Например, в текстах Исэ синто единение человека с
божествами описывали не как «возвращение к состоянию изначальной нерожденности
звука “A”» (буддийский образ), а как «возвращение к состоянию изначального хаоса»
(даосский образ). Само же единение становилось возможным потому, что в человеке
присутствует «божество-сердце»; оно, как считает М. Тэувен, «есть не что иное,
как “изначальная просветленность”» 28. Понятия «скверны» (кэгарэ) и «очищения» (хараэ), игравшие ключевую роль и в
мифологии, и в обрядах «древнего синтоизма», «интериоризировались»: имелись в
виду уже не скверна от контакта, например, с мертвым телом, и не обряд очищения
от скверны как обязательная часть любого синтоистского обряда, а загрязненность
«божества-сердца» аффектами и очищение от них. Очищение, как в учении «тайного»

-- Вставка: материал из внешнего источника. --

//! Filter, search, and sort state consumed by the view engine.

use std::collections::BTreeSet;

use serde::{Deserialize, Serialize};

use crate::category::Category;

/// Multi-dimensional filter predicate state.
#[derive(Debug, Clone, Default, PartialEq, Eq, Serialize, Deserialize)]
pub struct FilterState {
    /// Selected category tags; empty means no category filtering.
    pub categories: BTreeSet<Category>,
    pub generations: GenerationSelection,
    pub caught: CaughtFilter,
}

impl FilterState {
    pub fn is_default(&self) -> bool {
        *self == FilterState::default()
    }
}

/// Which generations the view is restricted to.
#[derive(Debug, Clone, Default, PartialEq, Eq, Serialize, Deserialize)]
pub enum GenerationSelection {
    #[default]
    All,
    /// 1-based generation numbers, combined by union.
    Only(BTreeSet<usize>),
}

/// Annotation-state filter.
///
/// A UI with both the "caught" and "not caught" boxes ticked maps to `Any`:
/// pass-through, same as neither.
#[derive(Debug, Clone, Copy, Default, PartialEq, Eq, Serialize, Deserialize)]
pub enum CaughtFilter {
    #[default]
    Any,
    CaughtOnly,
    NotCaughtOnly,
}

/// Live search input.
#[derive(Debug, Clone, Default, PartialEq, Eq, Serialize, Deserialize)]
pub struct SearchState {
    pub mode: SearchMode,
    pub query: String,
}

#[derive(Debug, Clone, Copy, Default, PartialEq, Eq, Serialize, Deserialize)]
pub enum SearchMode {
    /// Case-insensitive name substring match.
    #[default]
    Name,
    /// Exact id or inclusive `low-high` range.
    Number,
}

#[derive(Debug, Clone, Copy, Default, PartialEq, Eq, Serialize, Deserialize)]
pub enum SortState {
    /// Catalog order; the canonical list is already ascending by id.
    #[default]
    NumberAscending,
    NameAscending,
    NameDescending,
}
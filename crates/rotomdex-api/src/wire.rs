//! Wire-format payloads as the remote API ships them, plus conversions into
//! the core domain types. Optional fields default rather than fail: a detail
//! payload missing a sprite tree is still a usable record.

use serde::Deserialize;

use rotomdex_core::{EntityRecord, Entry, MoveRecord, MoveRef, SpriteSet, id_from_url};

/// `{ name, url }` pair used throughout the API.
#[derive(Debug, Clone, Deserialize)]
pub struct NamedResource {
    pub name: String,
    pub url: String,
}

/// Bare `{ url }` pointer (species to evolution chain).
#[derive(Debug, Clone, Deserialize)]
pub struct ResourcePointer {
    pub url: String,
}

/// One page of the paginated catalog index.
#[derive(Debug, Deserialize)]
pub struct PageResponse {
    #[serde(default)]
    pub results: Vec<NamedResource>,
    pub next: Option<String>,
}

impl PageResponse {
    /// Parse the page rows into entries, skipping rows whose URL carries no id.
    pub fn entries(&self) -> Vec<Entry> {
        self.results
            .iter()
            .filter_map(|r| {
                id_from_url(&r.url).map(|id| Entry {
                    id,
                    name: r.name.clone(),
                    url: r.url.clone(),
                })
            })
            .collect()
    }
}

// ── Entity detail ──

#[derive(Debug, Deserialize)]
pub struct EntityResponse {
    pub id: u32,
    pub name: String,
    #[serde(default)]
    pub types: Vec<TypeSlot>,
    #[serde(default)]
    pub abilities: Vec<AbilitySlot>,
    #[serde(default)]
    pub moves: Vec<MoveSlot>,
    #[serde(default)]
    pub sprites: SpritesNode,
    #[serde(default)]
    pub height: u32,
    #[serde(default)]
    pub weight: u32,
    pub base_experience: Option<u32>,
    pub species: Option<NamedResource>,
    pub cries: Option<CriesNode>,
}

#[derive(Debug, Deserialize)]
pub struct TypeSlot {
    #[serde(rename = "type")]
    pub type_: NamedResource,
}

#[derive(Debug, Deserialize)]
pub struct AbilitySlot {
    pub ability: NamedResource,
}

#[derive(Debug, Deserialize)]
pub struct MoveSlot {
    #[serde(rename = "move")]
    pub move_: NamedResource,
}

#[derive(Debug, Default, Deserialize)]
pub struct SpritesNode {
    pub front_default: Option<String>,
    pub back_default: Option<String>,
    pub front_shiny: Option<String>,
    #[serde(default)]
    pub other: OtherSpritesNode,
}

#[derive(Debug, Default, Deserialize)]
pub struct OtherSpritesNode {
    #[serde(rename = "official-artwork", default)]
    pub official_artwork: ArtworkNode,
    #[serde(default)]
    pub home: HomeNode,
}

#[derive(Debug, Default, Deserialize)]
pub struct ArtworkNode {
    pub front_default: Option<String>,
}

#[derive(Debug, Default, Deserialize)]
pub struct HomeNode {
    pub front_default: Option<String>,
    pub front_shiny: Option<String>,
}

#[derive(Debug, Deserialize)]
pub struct CriesNode {
    pub latest: Option<String>,
    pub legacy: Option<String>,
}

impl From<EntityResponse> for EntityRecord {
    fn from(resp: EntityResponse) -> Self {
        let sprites = SpriteSet {
            front_default: resp.sprites.front_default,
            back_default: resp.sprites.back_default,
            front_shiny: resp.sprites.front_shiny,
            official_artwork: resp.sprites.other.official_artwork.front_default,
            home_front: resp.sprites.other.home.front_default,
            home_front_shiny: resp.sprites.other.home.front_shiny,
        };
        EntityRecord {
            id: resp.id,
            name: resp.name,
            types: resp.types.into_iter().map(|t| t.type_.name).collect(),
            abilities: resp.abilities.into_iter().map(|a| a.ability.name).collect(),
            moves: resp
                .moves
                .into_iter()
                .map(|m| MoveRef {
                    name: m.move_.name,
                    url: m.move_.url,
                })
                .collect(),
            sprites,
            height: resp.height,
            weight: resp.weight,
            base_experience: resp.base_experience,
            species_url: resp.species.map(|s| s.url).unwrap_or_default(),
            cry: resp.cries.and_then(|c| c.latest.or(c.legacy)),
        }
    }
}

// ── Move detail ──

#[derive(Debug, Deserialize)]
pub struct MoveResponse {
    pub name: String,
    #[serde(rename = "type")]
    pub type_: Option<NamedResource>,
    pub power: Option<u32>,
    pub accuracy: Option<u32>,
    pub pp: Option<u32>,
    pub effect_chance: Option<u32>,
    #[serde(default)]
    pub effect_entries: Vec<EffectEntry>,
}

#[derive(Debug, Deserialize)]
pub struct EffectEntry {
    #[serde(default)]
    pub effect: String,
    #[serde(default)]
    pub short_effect: String,
    pub language: NamedResource,
}

impl From<MoveResponse> for MoveRecord {
    fn from(resp: MoveResponse) -> Self {
        let effect_text = resp
            .effect_entries
            .iter()
            .find(|e| e.language.name == "en")
            .map(|e| {
                let text = if e.short_effect.is_empty() { &e.effect } else { &e.short_effect };
                match resp.effect_chance {
                    Some(chance) => text.replace("$effect_chance", &chance.to_string()),
                    None => text.clone(),
                }
            })
            .unwrap_or_default();
        MoveRecord {
            name: resp.name,
            type_name: resp.type_.map(|t| t.name).unwrap_or_default(),
            power: resp.power,
            accuracy: resp.accuracy,
            pp: resp.pp,
            effect_text,
        }
    }
}

// ── Encounters ──

#[derive(Debug, Deserialize)]
pub struct EncounterRow {
    pub location_area: NamedResource,
}

// ── Species / evolution chain ──

#[derive(Debug, Deserialize)]
pub struct SpeciesResponse {
    pub evolution_chain: Option<ResourcePointer>,
}

#[derive(Debug, Deserialize)]
pub struct EvolutionChainResponse {
    pub chain: ChainLink,
}

#[derive(Debug, Deserialize)]
pub struct ChainLink {
    pub species: NamedResource,
    #[serde(default)]
    pub evolves_to: Vec<ChainLink>,
}

impl EvolutionChainResponse {
    /// Flatten the chain into species names, base form first, branches in
    /// payload order.
    pub fn names(&self) -> Vec<String> {
        let mut out = Vec::new();
        flatten_chain(&self.chain, &mut out);
        out
    }
}

fn flatten_chain(link: &ChainLink, out: &mut Vec<String>) {
    out.push(link.species.name.clone());
    for next in &link.evolves_to {
        flatten_chain(next, out);
    }
}

#[cfg(test)]
mod tests {
    use super::*;

    #[test]
    fn page_rows_with_bad_urls_are_skipped() {
        let json = r#"{
            "count": 3,
            "next": "https://pokeapi.co/api/v2/pokemon?offset=300&limit=300",
            "results": [
                {"name": "bulbasaur", "url": "https://pokeapi.co/api/v2/pokemon/1/"},
                {"name": "broken", "url": "https://pokeapi.co/api/v2/pokemon/not-a-number/"},
                {"name": "ivysaur", "url": "https://pokeapi.co/api/v2/pokemon/2/"}
            ]
        }"#;
        let page: PageResponse = serde_json::from_str(json).unwrap();
        let entries = page.entries();
        assert_eq!(entries.len(), 2);
        assert_eq!(entries[0].id, 1);
        assert_eq!(entries[1].name, "ivysaur");
        assert!(page.next.is_some());
    }

    #[test]
    fn final_page_has_no_next() {
        let json = r#"{"next": null, "results": []}"#;
        let page: PageResponse = serde_json::from_str(json).unwrap();
        assert!(page.next.is_none());
        assert!(page.entries().is_empty());
    }

    #[test]
    fn entity_payload_decodes_into_record() {
        let json = r#"{
            "id": 25,
            "name": "pikachu",
            "height": 4,
            "weight": 60,
            "base_experience": 112,
            "types": [{"slot": 1, "type": {"name": "electric", "url": "https://pokeapi.co/api/v2/type/13/"}}],
            "abilities": [{"ability": {"name": "static", "url": "https://pokeapi.co/api/v2/ability/9/"}, "is_hidden": false}],
            "moves": [{"move": {"name": "thunder-shock", "url": "https://pokeapi.co/api/v2/move/84/"}}],
            "sprites": {
                "front_default": "front.png",
                "back_default": "back.png",
                "front_shiny": null,
                "other": {
                    "official-artwork": {"front_default": "art.png"},
                    "home": {"front_default": "home.png", "front_shiny": "home-shiny.png"}
                }
            },
            "species": {"name": "pikachu", "url": "https://pokeapi.co/api/v2/pokemon-species/25/"},
            "cries": {"latest": "cry.ogg", "legacy": null}
        }"#;
        let resp: EntityResponse = serde_json::from_str(json).unwrap();
        let record = EntityRecord::from(resp);
        assert_eq!(record.id, 25);
        assert_eq!(record.types, vec!["electric"]);
        assert_eq!(record.abilities, vec!["static"]);
        assert_eq!(record.moves[0].name, "thunder-shock");
        assert_eq!(record.sprites.official_artwork.as_deref(), Some("art.png"));
        assert_eq!(record.sprites.home_front_shiny.as_deref(), Some("home-shiny.png"));
        assert_eq!(record.species_url, "https://pokeapi.co/api/v2/pokemon-species/25/");
        assert_eq!(record.cry.as_deref(), Some("cry.ogg"));
    }

    #[test]
    fn entity_payload_with_missing_optionals_still_decodes() {
        let json = r#"{"id": 999, "name": "sparse"}"#;
        let resp: EntityResponse = serde_json::from_str(json).unwrap();
        let record = EntityRecord::from(resp);
        assert_eq!(record.id, 999);
        assert!(record.types.is_empty());
        assert!(record.sprites.gallery().is_empty());
        assert!(record.species_url.is_empty());
        assert_eq!(record.height, 0);
    }

    #[test]
    fn move_effect_text_substitutes_chance() {
        let json = r#"{
            "name": "thunderbolt",
            "type": {"name": "electric", "url": "https://pokeapi.co/api/v2/type/13/"},
            "power": 90,
            "accuracy": 100,
            "pp": 15,
            "effect_chance": 10,
            "effect_entries": [
                {"effect": "Inflicts damage...", "short_effect": "Has a $effect_chance% chance to paralyze the target.", "language": {"name": "en", "url": ""}},
                {"effect": "...", "short_effect": "...", "language": {"name": "de", "url": ""}}
            ]
        }"#;
        let resp: MoveResponse = serde_json::from_str(json).unwrap();
        let record = MoveRecord::from(resp);
        assert_eq!(record.type_name, "electric");
        assert_eq!(record.power, Some(90));
        assert_eq!(record.effect_text, "Has a 10% chance to paralyze the target.");
    }

    #[test]
    fn move_without_english_effect_has_empty_text() {
        let json = r#"{"name": "mystery", "power": null, "accuracy": null, "pp": 5}"#;
        let resp: MoveResponse = serde_json::from_str(json).unwrap();
        let record = MoveRecord::from(resp);
        assert_eq!(record.name, "mystery");
        assert!(record.power.is_none());
        assert!(record.effect_text.is_empty());
        assert!(record.type_name.is_empty());
    }

    #[test]
    fn evolution_chain_flattens_in_order() {
        let json = r#"{
            "chain": {
                "species": {"name": "pichu", "url": ""},
                "evolves_to": [{
                    "species": {"name": "pikachu", "url": ""},
                    "evolves_to": [{
                        "species": {"name": "raichu", "url": ""},
                        "evolves_to": []
                    }]
                }]
            }
        }"#;
        let resp: EvolutionChainResponse = serde_json::from_str(json).unwrap();
        assert_eq!(resp.names(), vec!["pichu", "pikachu", "raichu"]);
    }

    #[test]
    fn branched_evolution_chain_keeps_payload_order() {
        let json = r#"{
            "chain": {
                "species": {"name": "eevee", "url": ""},
                "evolves_to": [
                    {"species": {"name": "vaporeon", "url": ""}, "evolves_to": []},
                    {"species": {"name": "jolteon", "url": ""}, "evolves_to": []},
                    {"species": {"name": "flareon", "url": ""}, "evolves_to": []}
                ]
            }
        }"#;
        let resp: EvolutionChainResponse = serde_json::from_str(json).unwrap();
        assert_eq!(resp.names(), vec!["eevee", "vaporeon", "jolteon", "flareon"]);
    }

    #[test]
    fn species_without_chain_pointer() {
        let json = r#"{"name": "pikachu", "evolution_chain": null}"#;
        let resp: SpeciesResponse = serde_json::from_str(json).unwrap();
        assert!(resp.evolution_chain.is_none());
    }
}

буддизма единение с Махавайрочаной, стало и методом обрядовой практики, и ее
целью.
Представляется, что теория «перевода» обладает
существенной объяснительной силой. Но нельзя не отметить и нескольких
недостатков, связанных с ее применением при анализе конкретного материала. Как
видно из приведенных примеров, исследователи средневекового синтоизма
сосредотачиваются на поиске или явных текстуальных заимствований, или
заимствований на концептуальном уровне. При этом современные японисты склонны
сравнивать концепции, находящиеся на столь высоких уровнях обобщения, что
становится невозможно однозначно отнести их к тому или иному учению. Так, идею
«чистоты и единства», которую М. Тэувен определяет как буддийскую, можно найти
и в даосских текстах (равно как и в текстах почти всех религий), а
представление о присутствии божества в сердце человека могло появиться в
синтоизме не в результате «перевода» буддийской концепции «изначальной просветленности»,
а путем обычного заимствования из китайской медицины, из даосизма, либо из
неоконфуцианства.
Кажется, что более точно указать на источники
заимствований для синтоизма позволило бы сравнение не концепций, а обрядовых
практик: буддийские и даосские обряды и связанные с ними представления
различаются гораздо сильнее, чем упомянутые «концепции». Анализ же особенностей
функционирования заимствованных элементов в синтоистских обрядах даст
возможность более аргументировано говорить о наличии или отсутствии «глубинной
структуры» в синтоизме.
Задача следующей части статьи — представить читателю взгляд на учение Ёсида
синто через призму одного из важнейших обрядов этой традиции, показав, каким
образом элементы, заимствованные из буддийских и даосских обрядов, были
объединены в цельную систему.
Обрядовые практики и учение
Ёсида синто
Основные обряды Ёсида синто были разработаны Ёсида Канэтомо в середине
1480-х гг. В «Основном собрании законов и имен Единственного божественного
пути» Канэтомо указывает на то, что учение Ёсида синто состоит из двух частей —
явной и тайной. «Явным учением» называется экзегетическая традиция рода Урабэ;
смысл «тайного учения» состоит в достижении «внутренней чистоты», оно
представлено обрядовой традицией 29. Важнейшие из обрядовых действ
Ёсида синто — это так называемые «Обряды трех алтарей», различные по уровню
сложности. Наиболее продолжительный из трех — «Великий обряд гома Единственного синто» («Юй синто: дайгома гё:дзи»). Мы
рассмотрим этот обряд в сравнении с другими обрядовыми действами, буддийского и
даосского происхождения, которые, как представляется, оказали на него прямое
влияние.
Уже из названия обряда Ёсида синто следует, что прообразом для него
послужило буддийское обрядовое действо гома.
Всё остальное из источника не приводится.